◆ Work to complete
Among the entries below, please show each line that carries the word "message".

(Beginning of Data for processing)

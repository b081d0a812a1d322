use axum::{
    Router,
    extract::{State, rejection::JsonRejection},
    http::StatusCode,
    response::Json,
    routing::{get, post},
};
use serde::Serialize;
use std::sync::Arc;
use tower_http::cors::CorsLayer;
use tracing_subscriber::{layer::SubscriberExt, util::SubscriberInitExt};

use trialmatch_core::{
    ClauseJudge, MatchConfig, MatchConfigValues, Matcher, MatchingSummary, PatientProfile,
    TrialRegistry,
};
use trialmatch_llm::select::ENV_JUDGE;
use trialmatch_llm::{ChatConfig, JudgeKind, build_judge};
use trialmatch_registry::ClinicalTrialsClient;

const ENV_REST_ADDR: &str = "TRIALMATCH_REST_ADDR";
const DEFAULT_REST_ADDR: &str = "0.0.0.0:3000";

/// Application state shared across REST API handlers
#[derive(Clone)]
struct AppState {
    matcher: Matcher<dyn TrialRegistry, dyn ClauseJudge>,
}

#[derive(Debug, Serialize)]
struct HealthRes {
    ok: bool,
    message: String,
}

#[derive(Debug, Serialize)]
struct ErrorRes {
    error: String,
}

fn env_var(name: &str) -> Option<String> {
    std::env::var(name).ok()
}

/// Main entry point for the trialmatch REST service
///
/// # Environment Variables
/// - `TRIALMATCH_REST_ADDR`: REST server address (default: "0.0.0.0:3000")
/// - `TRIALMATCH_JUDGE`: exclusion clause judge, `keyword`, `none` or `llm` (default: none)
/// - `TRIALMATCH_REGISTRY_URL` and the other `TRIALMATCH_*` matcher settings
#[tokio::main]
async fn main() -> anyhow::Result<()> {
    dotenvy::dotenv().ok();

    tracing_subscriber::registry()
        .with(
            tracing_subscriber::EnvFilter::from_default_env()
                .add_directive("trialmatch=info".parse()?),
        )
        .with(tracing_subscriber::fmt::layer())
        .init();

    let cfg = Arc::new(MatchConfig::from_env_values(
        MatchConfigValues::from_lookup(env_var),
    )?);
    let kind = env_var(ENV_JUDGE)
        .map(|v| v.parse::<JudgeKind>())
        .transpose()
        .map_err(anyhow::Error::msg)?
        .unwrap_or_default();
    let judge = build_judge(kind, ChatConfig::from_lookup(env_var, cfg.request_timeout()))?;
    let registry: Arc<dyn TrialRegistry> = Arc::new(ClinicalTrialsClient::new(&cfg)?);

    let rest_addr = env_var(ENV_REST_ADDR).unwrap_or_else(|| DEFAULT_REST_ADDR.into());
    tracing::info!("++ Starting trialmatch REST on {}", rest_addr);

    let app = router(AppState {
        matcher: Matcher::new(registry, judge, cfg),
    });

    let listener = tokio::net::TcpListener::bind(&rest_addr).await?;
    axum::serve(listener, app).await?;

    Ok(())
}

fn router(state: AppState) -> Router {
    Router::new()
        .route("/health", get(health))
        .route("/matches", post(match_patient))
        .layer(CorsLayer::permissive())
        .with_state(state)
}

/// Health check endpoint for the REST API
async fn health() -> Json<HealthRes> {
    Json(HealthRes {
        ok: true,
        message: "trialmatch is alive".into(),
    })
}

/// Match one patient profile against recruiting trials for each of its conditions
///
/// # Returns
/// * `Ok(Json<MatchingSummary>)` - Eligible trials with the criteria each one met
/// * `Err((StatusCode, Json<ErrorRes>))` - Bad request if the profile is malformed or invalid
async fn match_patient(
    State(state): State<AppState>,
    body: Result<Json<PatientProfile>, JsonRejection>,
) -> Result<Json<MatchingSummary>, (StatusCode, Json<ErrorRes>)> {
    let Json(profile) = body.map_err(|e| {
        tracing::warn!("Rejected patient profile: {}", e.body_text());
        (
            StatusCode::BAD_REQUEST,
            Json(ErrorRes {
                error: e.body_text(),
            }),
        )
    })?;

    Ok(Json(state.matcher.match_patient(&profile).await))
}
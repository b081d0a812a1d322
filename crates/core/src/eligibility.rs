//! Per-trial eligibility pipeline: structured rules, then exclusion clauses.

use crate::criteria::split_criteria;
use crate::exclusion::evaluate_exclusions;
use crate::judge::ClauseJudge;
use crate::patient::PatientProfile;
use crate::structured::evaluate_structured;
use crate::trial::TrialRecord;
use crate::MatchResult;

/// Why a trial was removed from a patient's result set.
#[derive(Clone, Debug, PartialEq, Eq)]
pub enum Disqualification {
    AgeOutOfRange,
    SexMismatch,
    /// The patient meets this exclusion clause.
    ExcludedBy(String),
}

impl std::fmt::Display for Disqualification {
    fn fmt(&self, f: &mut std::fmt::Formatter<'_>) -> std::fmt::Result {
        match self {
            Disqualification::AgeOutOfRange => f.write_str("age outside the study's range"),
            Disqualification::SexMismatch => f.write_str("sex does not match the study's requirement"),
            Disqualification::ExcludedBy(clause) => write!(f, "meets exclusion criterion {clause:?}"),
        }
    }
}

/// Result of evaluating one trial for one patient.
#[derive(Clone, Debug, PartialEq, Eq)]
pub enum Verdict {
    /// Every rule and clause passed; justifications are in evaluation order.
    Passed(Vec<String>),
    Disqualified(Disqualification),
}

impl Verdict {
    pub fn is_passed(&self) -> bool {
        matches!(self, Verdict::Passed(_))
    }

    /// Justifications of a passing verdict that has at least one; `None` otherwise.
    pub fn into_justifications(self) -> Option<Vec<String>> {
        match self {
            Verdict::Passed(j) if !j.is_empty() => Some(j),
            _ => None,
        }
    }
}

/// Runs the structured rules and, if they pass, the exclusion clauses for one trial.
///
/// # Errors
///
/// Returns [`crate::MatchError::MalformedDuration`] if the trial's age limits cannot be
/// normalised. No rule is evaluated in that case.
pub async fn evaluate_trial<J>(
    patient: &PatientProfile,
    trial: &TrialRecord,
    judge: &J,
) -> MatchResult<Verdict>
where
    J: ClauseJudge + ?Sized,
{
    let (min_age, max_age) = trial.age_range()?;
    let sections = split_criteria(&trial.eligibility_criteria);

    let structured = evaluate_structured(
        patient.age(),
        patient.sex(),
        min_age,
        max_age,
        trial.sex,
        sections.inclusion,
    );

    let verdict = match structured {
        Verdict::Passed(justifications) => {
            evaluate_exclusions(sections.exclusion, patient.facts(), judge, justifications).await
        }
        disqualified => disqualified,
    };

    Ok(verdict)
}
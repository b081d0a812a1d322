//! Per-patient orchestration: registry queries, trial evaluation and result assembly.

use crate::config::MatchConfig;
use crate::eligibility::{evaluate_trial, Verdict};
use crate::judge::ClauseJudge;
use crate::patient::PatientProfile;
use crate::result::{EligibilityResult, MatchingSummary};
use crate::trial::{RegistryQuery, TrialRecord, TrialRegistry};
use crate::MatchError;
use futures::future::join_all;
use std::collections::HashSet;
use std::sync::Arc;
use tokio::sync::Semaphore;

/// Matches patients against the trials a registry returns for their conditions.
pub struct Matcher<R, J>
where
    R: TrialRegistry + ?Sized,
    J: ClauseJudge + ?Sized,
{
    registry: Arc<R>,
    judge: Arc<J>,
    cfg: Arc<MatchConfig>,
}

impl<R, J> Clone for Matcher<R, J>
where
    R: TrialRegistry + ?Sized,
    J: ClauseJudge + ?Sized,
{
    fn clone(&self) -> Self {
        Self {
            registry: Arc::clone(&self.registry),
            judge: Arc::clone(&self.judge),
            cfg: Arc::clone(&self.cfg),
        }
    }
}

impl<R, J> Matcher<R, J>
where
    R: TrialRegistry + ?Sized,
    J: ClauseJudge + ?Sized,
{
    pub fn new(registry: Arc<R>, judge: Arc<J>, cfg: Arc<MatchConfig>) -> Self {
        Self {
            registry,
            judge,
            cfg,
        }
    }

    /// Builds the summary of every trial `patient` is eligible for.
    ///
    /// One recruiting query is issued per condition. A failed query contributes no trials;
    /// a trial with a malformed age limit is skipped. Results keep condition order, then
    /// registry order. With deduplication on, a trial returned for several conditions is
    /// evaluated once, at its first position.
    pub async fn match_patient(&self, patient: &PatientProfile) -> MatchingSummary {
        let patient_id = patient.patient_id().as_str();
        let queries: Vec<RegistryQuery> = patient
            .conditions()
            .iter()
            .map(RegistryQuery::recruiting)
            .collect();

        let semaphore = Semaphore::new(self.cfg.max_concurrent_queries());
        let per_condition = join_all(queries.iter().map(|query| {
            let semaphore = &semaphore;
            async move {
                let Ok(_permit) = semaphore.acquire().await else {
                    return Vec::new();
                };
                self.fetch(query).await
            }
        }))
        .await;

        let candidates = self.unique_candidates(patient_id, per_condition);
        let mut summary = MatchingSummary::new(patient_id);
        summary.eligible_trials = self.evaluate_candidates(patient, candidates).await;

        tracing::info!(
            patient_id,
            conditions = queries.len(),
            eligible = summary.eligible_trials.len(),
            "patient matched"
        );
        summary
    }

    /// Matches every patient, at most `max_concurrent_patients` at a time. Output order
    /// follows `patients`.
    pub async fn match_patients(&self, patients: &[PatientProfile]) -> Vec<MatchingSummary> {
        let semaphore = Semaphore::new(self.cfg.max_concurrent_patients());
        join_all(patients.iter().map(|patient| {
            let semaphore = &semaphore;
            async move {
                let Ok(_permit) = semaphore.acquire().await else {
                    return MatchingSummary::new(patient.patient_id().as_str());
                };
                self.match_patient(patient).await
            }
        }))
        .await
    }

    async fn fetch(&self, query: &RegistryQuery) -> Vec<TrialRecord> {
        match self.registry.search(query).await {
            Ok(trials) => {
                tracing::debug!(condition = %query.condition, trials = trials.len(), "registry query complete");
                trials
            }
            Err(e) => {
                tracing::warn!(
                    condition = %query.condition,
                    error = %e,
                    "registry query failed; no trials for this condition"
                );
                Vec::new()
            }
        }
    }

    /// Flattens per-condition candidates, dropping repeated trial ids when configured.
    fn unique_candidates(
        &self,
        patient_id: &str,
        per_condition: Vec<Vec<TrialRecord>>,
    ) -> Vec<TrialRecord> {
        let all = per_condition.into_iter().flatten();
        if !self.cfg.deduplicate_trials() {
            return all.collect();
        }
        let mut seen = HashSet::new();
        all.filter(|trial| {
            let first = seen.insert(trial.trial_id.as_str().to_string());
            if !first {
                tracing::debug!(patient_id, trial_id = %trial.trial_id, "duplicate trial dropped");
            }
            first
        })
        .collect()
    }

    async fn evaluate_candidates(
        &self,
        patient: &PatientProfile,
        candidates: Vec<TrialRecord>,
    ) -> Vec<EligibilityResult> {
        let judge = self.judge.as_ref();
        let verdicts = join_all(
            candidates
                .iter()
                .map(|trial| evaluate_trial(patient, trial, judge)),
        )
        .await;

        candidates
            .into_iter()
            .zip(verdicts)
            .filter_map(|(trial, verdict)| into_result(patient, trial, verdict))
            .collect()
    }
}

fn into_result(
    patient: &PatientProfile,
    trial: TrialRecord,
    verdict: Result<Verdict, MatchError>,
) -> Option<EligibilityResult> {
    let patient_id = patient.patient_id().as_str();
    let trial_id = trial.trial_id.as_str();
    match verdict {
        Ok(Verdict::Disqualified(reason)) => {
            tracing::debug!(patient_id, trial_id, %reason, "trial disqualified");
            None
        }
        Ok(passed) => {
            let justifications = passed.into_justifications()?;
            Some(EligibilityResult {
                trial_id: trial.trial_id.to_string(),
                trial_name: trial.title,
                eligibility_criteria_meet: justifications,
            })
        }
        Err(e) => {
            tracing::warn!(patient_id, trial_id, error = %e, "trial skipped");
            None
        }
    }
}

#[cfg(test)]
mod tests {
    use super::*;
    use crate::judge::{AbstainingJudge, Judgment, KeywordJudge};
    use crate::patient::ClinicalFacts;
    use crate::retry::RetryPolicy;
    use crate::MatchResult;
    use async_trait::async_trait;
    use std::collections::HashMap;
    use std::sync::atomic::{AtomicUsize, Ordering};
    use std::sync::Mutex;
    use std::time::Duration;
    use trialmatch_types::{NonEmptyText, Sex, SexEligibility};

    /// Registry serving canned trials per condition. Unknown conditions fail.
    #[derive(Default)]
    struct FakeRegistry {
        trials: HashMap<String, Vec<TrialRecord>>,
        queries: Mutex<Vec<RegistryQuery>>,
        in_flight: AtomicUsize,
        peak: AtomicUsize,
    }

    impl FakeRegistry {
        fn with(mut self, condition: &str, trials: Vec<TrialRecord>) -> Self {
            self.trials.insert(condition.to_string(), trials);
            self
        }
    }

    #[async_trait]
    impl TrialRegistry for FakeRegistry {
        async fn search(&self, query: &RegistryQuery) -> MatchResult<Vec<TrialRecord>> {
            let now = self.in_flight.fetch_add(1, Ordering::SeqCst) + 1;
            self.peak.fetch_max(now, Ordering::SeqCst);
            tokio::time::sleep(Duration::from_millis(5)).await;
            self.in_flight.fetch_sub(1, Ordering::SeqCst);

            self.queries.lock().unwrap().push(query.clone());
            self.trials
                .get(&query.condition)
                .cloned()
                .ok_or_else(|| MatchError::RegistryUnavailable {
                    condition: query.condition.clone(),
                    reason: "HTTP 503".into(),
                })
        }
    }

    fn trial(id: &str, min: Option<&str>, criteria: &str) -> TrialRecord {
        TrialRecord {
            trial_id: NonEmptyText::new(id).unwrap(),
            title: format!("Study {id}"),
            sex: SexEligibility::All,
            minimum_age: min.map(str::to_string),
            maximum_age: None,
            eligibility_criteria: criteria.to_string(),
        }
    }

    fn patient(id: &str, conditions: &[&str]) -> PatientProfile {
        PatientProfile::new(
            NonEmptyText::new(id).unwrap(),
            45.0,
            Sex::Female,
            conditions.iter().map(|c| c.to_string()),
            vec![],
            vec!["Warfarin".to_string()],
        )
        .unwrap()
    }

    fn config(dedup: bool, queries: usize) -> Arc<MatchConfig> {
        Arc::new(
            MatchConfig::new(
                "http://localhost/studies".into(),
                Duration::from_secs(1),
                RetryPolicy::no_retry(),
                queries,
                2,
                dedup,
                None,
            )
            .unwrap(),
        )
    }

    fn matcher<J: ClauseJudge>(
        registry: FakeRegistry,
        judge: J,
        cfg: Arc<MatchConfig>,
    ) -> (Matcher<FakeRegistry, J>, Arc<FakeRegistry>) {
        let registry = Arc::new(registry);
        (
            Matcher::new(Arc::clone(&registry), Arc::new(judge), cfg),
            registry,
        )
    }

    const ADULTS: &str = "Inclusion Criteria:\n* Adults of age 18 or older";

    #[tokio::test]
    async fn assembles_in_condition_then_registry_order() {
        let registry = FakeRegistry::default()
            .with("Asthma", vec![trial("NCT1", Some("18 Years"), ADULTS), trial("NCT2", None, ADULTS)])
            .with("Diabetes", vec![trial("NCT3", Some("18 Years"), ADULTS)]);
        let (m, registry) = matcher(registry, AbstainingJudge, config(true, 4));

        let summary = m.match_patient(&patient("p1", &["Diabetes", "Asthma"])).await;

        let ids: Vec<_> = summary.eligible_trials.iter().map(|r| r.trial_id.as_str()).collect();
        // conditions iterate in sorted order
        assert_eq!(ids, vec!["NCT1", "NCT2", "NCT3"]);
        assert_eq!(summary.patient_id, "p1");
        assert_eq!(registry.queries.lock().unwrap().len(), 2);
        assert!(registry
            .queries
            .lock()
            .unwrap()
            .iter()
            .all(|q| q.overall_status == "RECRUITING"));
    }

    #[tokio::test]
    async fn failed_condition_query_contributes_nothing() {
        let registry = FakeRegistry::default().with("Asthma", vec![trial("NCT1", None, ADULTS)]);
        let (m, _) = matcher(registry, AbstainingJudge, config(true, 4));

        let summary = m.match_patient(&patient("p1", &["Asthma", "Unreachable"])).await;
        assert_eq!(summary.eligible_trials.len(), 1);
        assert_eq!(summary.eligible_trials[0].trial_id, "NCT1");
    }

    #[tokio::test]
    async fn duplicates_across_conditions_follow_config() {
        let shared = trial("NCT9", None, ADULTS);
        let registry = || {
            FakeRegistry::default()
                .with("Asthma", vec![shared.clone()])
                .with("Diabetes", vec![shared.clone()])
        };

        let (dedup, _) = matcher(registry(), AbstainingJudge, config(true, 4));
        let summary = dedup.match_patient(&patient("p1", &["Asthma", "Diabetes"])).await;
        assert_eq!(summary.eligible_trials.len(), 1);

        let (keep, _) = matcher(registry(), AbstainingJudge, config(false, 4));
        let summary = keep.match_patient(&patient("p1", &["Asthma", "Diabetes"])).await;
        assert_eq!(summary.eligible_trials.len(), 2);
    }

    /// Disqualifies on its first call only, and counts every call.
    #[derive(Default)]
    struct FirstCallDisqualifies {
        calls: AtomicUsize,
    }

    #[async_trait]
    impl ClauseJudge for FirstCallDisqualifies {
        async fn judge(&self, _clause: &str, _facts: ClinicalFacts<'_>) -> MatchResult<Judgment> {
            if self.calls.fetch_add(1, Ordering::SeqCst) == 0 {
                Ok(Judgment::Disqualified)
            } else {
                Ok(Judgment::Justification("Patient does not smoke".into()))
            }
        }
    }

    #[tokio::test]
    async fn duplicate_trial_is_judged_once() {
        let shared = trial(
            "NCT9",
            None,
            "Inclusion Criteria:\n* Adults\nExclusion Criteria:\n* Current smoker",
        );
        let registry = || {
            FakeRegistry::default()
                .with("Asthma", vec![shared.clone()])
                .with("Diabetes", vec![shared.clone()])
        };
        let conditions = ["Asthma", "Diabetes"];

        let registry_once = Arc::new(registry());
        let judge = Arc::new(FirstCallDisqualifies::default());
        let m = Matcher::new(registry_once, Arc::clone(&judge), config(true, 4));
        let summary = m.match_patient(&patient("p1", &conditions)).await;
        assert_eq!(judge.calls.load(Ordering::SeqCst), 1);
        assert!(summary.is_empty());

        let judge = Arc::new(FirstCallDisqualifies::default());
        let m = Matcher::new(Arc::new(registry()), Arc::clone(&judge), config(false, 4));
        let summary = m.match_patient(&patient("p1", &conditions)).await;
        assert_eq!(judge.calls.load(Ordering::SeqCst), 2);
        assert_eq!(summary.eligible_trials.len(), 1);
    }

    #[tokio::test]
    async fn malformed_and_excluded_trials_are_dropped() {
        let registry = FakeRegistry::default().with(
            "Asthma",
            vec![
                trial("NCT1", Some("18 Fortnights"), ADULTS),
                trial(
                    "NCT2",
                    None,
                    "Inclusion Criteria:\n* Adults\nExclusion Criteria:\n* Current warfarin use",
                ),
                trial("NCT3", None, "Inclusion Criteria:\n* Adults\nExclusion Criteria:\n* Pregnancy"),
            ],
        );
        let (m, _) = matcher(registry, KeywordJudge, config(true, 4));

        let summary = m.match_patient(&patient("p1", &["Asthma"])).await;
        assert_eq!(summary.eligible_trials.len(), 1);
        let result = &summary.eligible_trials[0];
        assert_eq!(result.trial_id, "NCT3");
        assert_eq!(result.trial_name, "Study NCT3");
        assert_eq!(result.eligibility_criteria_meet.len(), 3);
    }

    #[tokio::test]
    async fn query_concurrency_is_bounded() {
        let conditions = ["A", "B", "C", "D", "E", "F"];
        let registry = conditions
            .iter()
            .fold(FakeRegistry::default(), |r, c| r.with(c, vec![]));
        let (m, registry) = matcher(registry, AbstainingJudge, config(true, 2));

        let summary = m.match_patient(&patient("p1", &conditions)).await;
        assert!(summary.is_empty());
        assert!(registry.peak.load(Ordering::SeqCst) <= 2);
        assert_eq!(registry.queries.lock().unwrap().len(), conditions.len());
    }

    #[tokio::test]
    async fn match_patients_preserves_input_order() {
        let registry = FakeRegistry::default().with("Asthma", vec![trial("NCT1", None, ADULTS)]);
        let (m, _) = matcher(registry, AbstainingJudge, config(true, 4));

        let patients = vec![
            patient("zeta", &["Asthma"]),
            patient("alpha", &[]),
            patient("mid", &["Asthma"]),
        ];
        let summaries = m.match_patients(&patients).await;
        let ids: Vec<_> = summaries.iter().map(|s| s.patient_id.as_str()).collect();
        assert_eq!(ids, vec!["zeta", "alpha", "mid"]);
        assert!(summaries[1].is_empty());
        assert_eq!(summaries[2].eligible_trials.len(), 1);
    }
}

(End of Data for processing)

◆ Solution to this problem
    message: String,
        message: "trialmatch is alive".into(),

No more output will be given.